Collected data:
== Segment start ==
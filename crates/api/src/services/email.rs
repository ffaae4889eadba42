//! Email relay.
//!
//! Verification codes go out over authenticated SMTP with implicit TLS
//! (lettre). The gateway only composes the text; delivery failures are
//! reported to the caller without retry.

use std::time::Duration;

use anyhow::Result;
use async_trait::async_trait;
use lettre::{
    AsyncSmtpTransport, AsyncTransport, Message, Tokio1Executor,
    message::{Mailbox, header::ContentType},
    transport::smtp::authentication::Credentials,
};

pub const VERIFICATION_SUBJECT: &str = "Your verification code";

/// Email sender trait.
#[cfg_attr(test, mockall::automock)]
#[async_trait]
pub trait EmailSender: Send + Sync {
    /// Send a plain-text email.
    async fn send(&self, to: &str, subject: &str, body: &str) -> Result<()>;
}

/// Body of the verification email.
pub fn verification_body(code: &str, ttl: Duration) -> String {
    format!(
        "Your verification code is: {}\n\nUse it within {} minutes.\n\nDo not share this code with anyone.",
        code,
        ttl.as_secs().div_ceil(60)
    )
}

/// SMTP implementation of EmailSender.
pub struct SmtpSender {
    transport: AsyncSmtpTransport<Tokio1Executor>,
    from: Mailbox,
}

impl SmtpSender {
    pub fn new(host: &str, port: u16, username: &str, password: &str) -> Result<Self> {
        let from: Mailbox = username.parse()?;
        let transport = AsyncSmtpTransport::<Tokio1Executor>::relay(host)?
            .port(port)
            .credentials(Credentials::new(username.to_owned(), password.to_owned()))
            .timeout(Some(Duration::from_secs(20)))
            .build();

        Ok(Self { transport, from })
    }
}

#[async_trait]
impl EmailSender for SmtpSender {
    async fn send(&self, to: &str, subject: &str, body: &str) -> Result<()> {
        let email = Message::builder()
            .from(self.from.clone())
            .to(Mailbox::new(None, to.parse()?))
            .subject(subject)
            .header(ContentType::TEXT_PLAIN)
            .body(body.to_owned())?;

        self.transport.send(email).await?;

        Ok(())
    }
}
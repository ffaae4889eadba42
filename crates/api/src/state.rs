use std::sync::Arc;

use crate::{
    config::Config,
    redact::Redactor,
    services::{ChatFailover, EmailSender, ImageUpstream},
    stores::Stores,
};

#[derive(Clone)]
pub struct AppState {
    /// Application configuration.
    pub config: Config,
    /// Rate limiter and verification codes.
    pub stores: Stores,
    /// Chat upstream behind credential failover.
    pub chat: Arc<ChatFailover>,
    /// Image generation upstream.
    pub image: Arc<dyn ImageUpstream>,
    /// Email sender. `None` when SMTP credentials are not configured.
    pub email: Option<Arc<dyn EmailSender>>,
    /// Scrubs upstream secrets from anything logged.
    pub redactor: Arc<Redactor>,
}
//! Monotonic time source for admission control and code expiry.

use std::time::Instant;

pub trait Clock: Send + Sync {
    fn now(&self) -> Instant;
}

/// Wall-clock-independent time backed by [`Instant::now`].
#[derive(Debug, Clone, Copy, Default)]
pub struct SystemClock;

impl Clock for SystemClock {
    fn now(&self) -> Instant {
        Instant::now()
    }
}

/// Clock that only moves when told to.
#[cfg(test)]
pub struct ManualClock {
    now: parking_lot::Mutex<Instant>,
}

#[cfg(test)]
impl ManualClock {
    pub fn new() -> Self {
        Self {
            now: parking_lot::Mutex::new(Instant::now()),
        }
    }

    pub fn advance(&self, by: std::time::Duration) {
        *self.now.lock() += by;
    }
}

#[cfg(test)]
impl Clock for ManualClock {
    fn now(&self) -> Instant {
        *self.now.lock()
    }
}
== Segment end ==
To do — Find each line above that contains "None", and copy those lines.

Result of this exercise —
            .to(Mailbox::new(None, to.parse()?))
    /// Email sender. `None` when SMTP credentials are not configured.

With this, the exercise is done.